Pakde juga mengatakan, saat ini yang perlu dilakukan yaitu mendekati para mahasiswa Papua dengan humanis dan keadilan. Menurutnya, pemerintah harus melakukan pencarian dasar permasalah dengan melibatkan psikolog. "Kita harus terus melakukan dialog jangan ada persona non grata," ucapnya.
5. Pakar komunikasi sebut perlunya pendampingan dan asrama dibuat tidak ekslusif dengan sekitar

Sementara itu, Pakar Ilmu Komunikasi Univeristas Airlangga, Suko Widodo senada dengan melihat akar masalah. Dia menyampaikan perlunya mengkaji cara-cara berkehidupan sosial, karena Papua berbeda dengan Surabaya. "Memang pendekatan kebudayaan di dalam menangani masalah ini jadi penting. Bahkan bahwa asrama itu harus dibuka, tidak eksklusif sehingga ada peluang dari mahasiswa Papua itu bisa berinteraksi dengan warga Surabaya," katanya.
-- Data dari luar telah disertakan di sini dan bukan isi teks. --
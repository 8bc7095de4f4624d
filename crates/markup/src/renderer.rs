use crate::{escape::escape, scanner::FormatType};

/// Channel-specific rendering of the inline markup language.
///
/// Each destination syntax provides one implementation. [`crate::format`]
/// only depends on this trait.
pub trait MarkupRenderer: Send + Sync {
    /// Make literal text safe for the destination syntax. Called once on
    /// the whole message before scanning.
    fn escape(&self, text: &str) -> String;

    fn bold(&self, text: &str) -> String;

    fn italics(&self, text: &str) -> String;

    fn superscript(&self, text: &str) -> String;

    /// Render the inner text of a span of the given kind.
    fn render(&self, kind: FormatType, inner: &str) -> String {
        match kind {
            FormatType::Bold => self.bold(inner),
            FormatType::Italics => self.italics(inner),
            FormatType::Superscript => self.superscript(inner),
        }
    }
}

/// Drops the delimiters and keeps every span's text unchanged.
#[derive(Debug, Clone, Copy, Default)]
pub struct IdentityRenderer;

impl MarkupRenderer for IdentityRenderer {
    fn escape(&self, text: &str) -> String {
        text.to_owned()
    }

    fn bold(&self, text: &str) -> String {
        text.to_owned()
    }

    fn italics(&self, text: &str) -> String {
        text.to_owned()
    }

    fn superscript(&self, text: &str) -> String {
        text.to_owned()
    }
}

/// Renderer assembled from four closures.
pub struct FnRenderer<E, B, I, S> {
    pub escape: E,
    pub bold: B,
    pub italics: I,
    pub superscript: S,
}

impl<E, B, I, S> FnRenderer<E, B, I, S>
where
    E: Fn(&str) -> String + Send + Sync,
    B: Fn(&str) -> String + Send + Sync,
    I: Fn(&str) -> String + Send + Sync,
    S: Fn(&str) -> String + Send + Sync,
{
    pub fn new(escape: E, bold: B, italics: I, superscript: S) -> Self {
        Self {
            escape,
            bold,
            italics,
            superscript,
        }
    }
}

impl<B, I, S> FnRenderer<fn(&str) -> String, B, I, S>
where
    B: Fn(&str) -> String + Send + Sync,
    I: Fn(&str) -> String + Send + Sync,
    S: Fn(&str) -> String + Send + Sync,
{
    /// Closure renderer that uses the crate's default [`escape`].
    pub fn escaped(bold: B, italics: I, superscript: S) -> Self {
        Self::new(escape, bold, italics, superscript)
    }
}

impl<E, B, I, S> MarkupRenderer for FnRenderer<E, B, I, S>
where
    E: Fn(&str) -> String + Send + Sync,
    B: Fn(&str) -> String + Send + Sync,
    I: Fn(&str) -> String + Send + Sync,
    S: Fn(&str) -> String + Send + Sync,
{
    fn escape(&self, text: &str) -> String {
        (self.escape)(text)
    }

    fn bold(&self, text: &str) -> String {
        (self.bold)(text)
    }

    fn italics(&self, text: &str) -> String {
        (self.italics)(text)
    }

    fn superscript(&self, text: &str) -> String {
        (self.superscript)(text)
    }
}
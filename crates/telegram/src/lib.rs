//! Telegram rendering for botmux replies.
//!
//! Renders channel-neutral markup into Telegram MarkdownV2, splits the result
//! into message-sized chunks and hands them, in order, to a
//! [`botmux_channels::ChunkSink`].

pub mod config;
pub mod error;
pub mod markdown;
pub mod outbound;

pub use {
    config::{ParseMode, TelegramFormatConfig, load_config},
    error::{Error, Result},
    markdown::{
        SuperscriptPolicy, TELEGRAM_MAX_MESSAGE_LEN, TelegramMarkdownV2, superscript_digits,
    },
    outbound::{RenderedReply, TelegramOutbound, render_reply},
};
Dia menambahkan, bahwa mahasiswa Papua perlu pendampingan. Tujuannya agar bisa menjadi sahabat yang memandu mengenalkan Kota Surabaya. "Kalau terjadi itu ada proses knowledge bisa punya panduan untuk berkehidupan di mana dia tinggal. Ini melibatkan juga selain masyarakat juga pihak pemerintah yang mengirim dan menerima mahasiswa tersebut," pungkasnya.